■ Problem to work on:
With no line left out, restate the data word for word.

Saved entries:
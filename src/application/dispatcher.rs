// Dispatcher - Forwards one poll's result to the collector and records the outcome
use crate::domain::device::Device;
use crate::domain::reading::{IngestPayload, Normalized};
use crate::infrastructure::audit_log::{AuditEvent, AuditLog};
use crate::infrastructure::collector_client::{CollectorClient, DeliveryError};
use chrono::Local;

/// How a single poll ended, as far as the collector is concerned.
#[derive(Debug, Clone, PartialEq, Eq)]
pub enum DispatchOutcome {
    NoData,
    Sent { id: Option<String> },
    HttpError { status: u16 },
    ConnectionFailed,
    SendError(String),
}

#[derive(Clone)]
pub struct Dispatcher {
    client: CollectorClient,
    audit: AuditLog,
}

impl Dispatcher {
    pub fn new(client: CollectorClient, audit: AuditLog) -> Self {
        Self { client, audit }
    }

    /// Forward `result` for `device`. Every call writes exactly one outcome
    /// line to the audit log; nothing is retried here.
    pub async fn dispatch(
        &self,
        device: &Device,
        result: Option<Normalized>,
    ) -> std::io::Result<DispatchOutcome> {
        let Some(body) = result else {
            tracing::debug!(device_id = %device.id, "No data this poll");
            self.audit
                .record(AuditEvent::NoData {
                    device: device.name.clone(),
                })
                .await?;
            return Ok(DispatchOutcome::NoData);
        };

        if let Normalized::Error(record) = &body {
            tracing::warn!(
                device_id = %device.id,
                error = %record.kind,
                "Forwarding error record to collector"
            );
        }

        let payload = IngestPayload::new(device.id.clone(), body, Local::now().fixed_offset());
        let (outcome, event) = match self.client.post_reading(&payload).await {
            Ok(ack) => {
                let id = ack.id.clone().unwrap_or_else(|| "N/A".to_string());
                tracing::info!(device_id = %device.id, id = %id, "Data sent");
                (
                    DispatchOutcome::Sent { id: ack.id },
                    AuditEvent::Sent {
                        device: device.name.clone(),
                        id,
                    },
                )
            }
            Err(DeliveryError::Http { status, body }) => {
                tracing::warn!(device_id = %device.id, status, "Collector rejected reading");
                (
                    DispatchOutcome::HttpError { status },
                    AuditEvent::HttpError {
                        device: device.name.clone(),
                        status,
                        body,
                    },
                )
            }
            Err(DeliveryError::Connect(e)) => {
                tracing::warn!(
                    device_id = %device.id,
                    url = %self.client.url(),
                    error = %e,
                    "Collector not reachable"
                );
                (
                    DispatchOutcome::ConnectionFailed,
                    AuditEvent::ConnectionFailed {
                        device: device.name.clone(),
                    },
                )
            }
            Err(DeliveryError::Send(message)) => {
                tracing::warn!(device_id = %device.id, error = %message, "Error sending data");
                (
                    DispatchOutcome::SendError(message.clone()),
                    AuditEvent::SendError {
                        device: device.name.clone(),
                        message,
                    },
                )
            }
        };

        self.audit.record(event).await?;
        Ok(outcome)
    }
}

#[cfg(test)]
pub mod testing {
    use axum::{extract::State, http::StatusCode, routing::post, Json, Router};
    use serde_json::Value;
    use std::sync::{Arc, Mutex};

    /// In-process collector stand-in that records every payload it receives.
    #[derive(Clone)]
    pub struct StubCollector {
        pub base_url: String,
        pub received: Arc<Mutex<Vec<Value>>>,
    }

    impl StubCollector {
        pub async fn spawn(status: StatusCode, body: &'static str) -> Self {
            let received = Arc::new(Mutex::new(Vec::new()));
            let app = Router::new()
                .route(
                    "/data",
                    post(
                        move |State(received): State<Arc<Mutex<Vec<Value>>>>,
                              Json(payload): Json<Value>| async move {
                            received.lock().unwrap().push(payload);
                            (status, body)
                        },
                    ),
                )
                .with_state(received.clone());

            let listener = tokio::net::TcpListener::bind("127.0.0.1:0").await.unwrap();
            let addr = listener.local_addr().unwrap();
            tokio::spawn(async move {
                axum::serve(listener, app).await.unwrap();
            });

            Self {
                base_url: format!("http://{addr}"),
                received,
            }
        }

        pub fn hits(&self) -> usize {
            self.received.lock().unwrap().len()
        }
    }
}
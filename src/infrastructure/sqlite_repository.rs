// SQLite repository implementation
use crate::application::monitoring_repository::MonitoringRepository;
use crate::domain::monitoring::{NewReading, StoredReading, WaterBodyLocation};
use anyhow::{anyhow, bail, Context, Result};
use async_trait::async_trait;
use chrono::{DateTime, SecondsFormat, Utc};
use rusqlite::types::Type;
use rusqlite::{params, Connection, OptionalExtension, Row, Transaction};
use std::path::Path;
use std::sync::{Arc, Mutex};

const CURRENT_SCHEMA_VERSION: i32 = 1;

const READING_COLUMNS: &str =
    "id, device_id, ph_value, tds_value, temperature, timestamp, is_error, error, raw_data, raw_bytes";

#[derive(Clone)]
pub struct SqliteRepository {
    conn: Arc<Mutex<Connection>>,
}

impl SqliteRepository {
    /// Open (or create) the database at `path`; `:memory:` gives a private
    /// in-memory database.
    pub fn open(path: &str) -> Result<Self> {
        let mut conn = if path == ":memory:" {
            Connection::open_in_memory().context("failed to open in-memory database")?
        } else {
            if let Some(parent) = Path::new(path).parent().filter(|p| !p.as_os_str().is_empty()) {
                std::fs::create_dir_all(parent).with_context(|| {
                    format!("failed to create database directory {}", parent.display())
                })?;
            }
            let conn = Connection::open(path)
                .with_context(|| format!("failed to open SQLite database {path}"))?;
            if let Err(err) = conn.pragma_update(None, "journal_mode", "WAL") {
                tracing::warn!(error = %err, "Failed to enable WAL mode");
            }
            conn
        };

        run_migrations(&mut conn).context("failed to run database migrations")?;

        Ok(Self {
            conn: Arc::new(Mutex::new(conn)),
        })
    }

    /// Run `task` against the connection on the blocking pool.
    async fn execute<F, T>(&self, task: F) -> Result<T>
    where
        F: FnOnce(&mut Connection) -> Result<T> + Send + 'static,
        T: Send + 'static,
    {
        let conn = self.conn.clone();
        tokio::task::spawn_blocking(move || {
            let mut guard = conn
                .lock()
                .map_err(|_| anyhow!("database connection lock poisoned"))?;
            task(&mut guard)
        })
        .await
        .context("database task failed")?
    }
}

■ Result for this task:
filename src/application/dispatcher.rs
// Dispatcher - Forwards one poll's result to the collector and records the outcome
use crate::domain::device::Device;
use crate::domain::reading::{IngestPayload, Normalized};
use crate::infrastructure::audit_log::{AuditEvent, AuditLog};
use crate::infrastructure::collector_client::{CollectorClient, DeliveryError};
use chrono::Local;

/// How a single poll ended, as far as the collector is concerned.
#[derive(Debug, Clone, PartialEq, Eq)]
pub enum DispatchOutcome {
    NoData,
    Sent { id: Option<String> },
    HttpError { status: u16 },
    ConnectionFailed,
    SendError(String),
}

#[derive(Clone)]
pub struct Dispatcher {
    client: CollectorClient,
    audit: AuditLog,
}

impl Dispatcher {
    pub fn new(client: CollectorClient, audit: AuditLog) -> Self {
        Self { client, audit }
    }

    /// Forward `result` for `device`. Every call writes exactly one outcome
    /// line to the audit log; nothing is retried here.
    pub async fn dispatch(
        &self,
        device: &Device,
        result: Option<Normalized>,
    ) -> std::io::Result<DispatchOutcome> {
        let Some(body) = result else {
            tracing::debug!(device_id = %device.id, "No data this poll");
            self.audit
                .record(AuditEvent::NoData {
                    device: device.name.clone(),
                })
                .await?;
            return Ok(DispatchOutcome::NoData);
        };

        if let Normalized::Error(record) = &body {
            tracing::warn!(
                device_id = %device.id,
                error = %record.kind,
                "Forwarding error record to collector"
            );
        }

        let payload = IngestPayload::new(device.id.clone(), body, Local::now().fixed_offset());
        let (outcome, event) = match self.client.post_reading(&payload).await {
            Ok(ack) => {
                let id = ack.id.clone().unwrap_or_else(|| "N/A".to_string());
                tracing::info!(device_id = %device.id, id = %id, "Data sent");
                (
                    DispatchOutcome::Sent { id: ack.id },
                    AuditEvent::Sent {
                        device: device.name.clone(),
                        id,
                    },
                )
            }
            Err(DeliveryError::Http { status, body }) => {
                tracing::warn!(device_id = %device.id, status, "Collector rejected reading");
                (
                    DispatchOutcome::HttpError { status },
                    AuditEvent::HttpError {
                        device: device.name.clone(),
                        status,
                        body,
                    },
                )
            }
            Err(DeliveryError::Connect(e)) => {
                tracing::warn!(
                    device_id = %device.id,
                    url = %self.client.url(),
                    error = %e,
                    "Collector not reachable"
                );
                (
                    DispatchOutcome::ConnectionFailed,
                    AuditEvent::ConnectionFailed {
                        device: device.name.clone(),
                    },
                )
            }
            Err(DeliveryError::Send(message)) => {
                tracing::warn!(device_id = %device.id, error = %message, "Error sending data");
                (
                    DispatchOutcome::SendError(message.clone()),
                    AuditEvent::SendError {
                        device: device.name.clone(),
                        message,
                    },
                )
            }
        };

        self.audit.record(event).await?;
        Ok(outcome)
    }
}

#[cfg(test)]
pub mod testing {
    use axum::{extract::State, http::StatusCode, routing::post, Json, Router};
    use serde_json::Value;
    use std::sync::{Arc, Mutex};

    /// In-process collector stand-in that records every payload it receives.
    #[derive(Clone)]
    pub struct StubCollector {
        pub base_url: String,
        pub received: Arc<Mutex<Vec<Value>>>,
    }

    impl StubCollector {
        pub async fn spawn(status: StatusCode, body: &'static str) -> Self {
            let received = Arc::new(Mutex::new(Vec::new()));
            let app = Router::new()
                .route(
                    "/data",
                    post(
                        move |State(received): State<Arc<Mutex<Vec<Value>>>>,
                              Json(payload): Json<Value>| async move {
                            received.lock().unwrap().push(payload);
                            (status, body)
                        },
                    ),
                )
                .with_state(received.clone());

            let listener = tokio::net::TcpListener::bind("127.0.0.1:0").await.unwrap();
            let addr = listener.local_addr().unwrap();
            tokio::spawn(async move {
                axum::serve(listener, app).await.unwrap();
            });

            Self {
                base_url: format!("http://{addr}"),
                received,
            }
        }

        pub fn hits(&self) -> usize {
            self.received.lock().unwrap().len()
        }
    }
}
filename src/infrastructure/sqlite_repository.rs
// SQLite repository implementation
use crate::application::monitoring_repository::MonitoringRepository;
use crate::domain::monitoring::{NewReading, StoredReading, WaterBodyLocation};
use anyhow::{anyhow, bail, Context, Result};
use async_trait::async_trait;
use chrono::{DateTime, SecondsFormat, Utc};
use rusqlite::types::Type;
use rusqlite::{params, Connection, OptionalExtension, Row, Transaction};
use std::path::Path;
use std::sync::{Arc, Mutex};

const CURRENT_SCHEMA_VERSION: i32 = 1;

const READING_COLUMNS: &str =
    "id, device_id, ph_value, tds_value, temperature, timestamp, is_error, error, raw_data, raw_bytes";

#[derive(Clone)]
pub struct SqliteRepository {
    conn: Arc<Mutex<Connection>>,
}

impl SqliteRepository {
    /// Open (or create) the database at `path`; `:memory:` gives a private
    /// in-memory database.
    pub fn open(path: &str) -> Result<Self> {
        let mut conn = if path == ":memory:" {
            Connection::open_in_memory().context("failed to open in-memory database")?
        } else {
            if let Some(parent) = Path::new(path).parent().filter(|p| !p.as_os_str().is_empty()) {
                std::fs::create_dir_all(parent).with_context(|| {
                    format!("failed to create database directory {}", parent.display())
                })?;
            }
            let conn = Connection::open(path)
                .with_context(|| format!("failed to open SQLite database {path}"))?;
            if let Err(err) = conn.pragma_update(None, "journal_mode", "WAL") {
                tracing::warn!(error = %err, "Failed to enable WAL mode");
            }
            conn
        };

        run_migrations(&mut conn).context("failed to run database migrations")?;

        Ok(Self {
            conn: Arc::new(Mutex::new(conn)),
        })
    }

    /// Run `task` against the connection on the blocking pool.
    async fn execute<F, T>(&self, task: F) -> Result<T>
    where
        F: FnOnce(&mut Connection) -> Result<T> + Send + 'static,
        T: Send + 'static,
    {
        let conn = self.conn.clone();
        tokio::task::spawn_blocking(move || {
            let mut guard = conn
                .lock()
                .map_err(|_| anyhow!("database connection lock poisoned"))?;
            task(&mut guard)
        })
        .await
        .context("database task failed")?
    }
}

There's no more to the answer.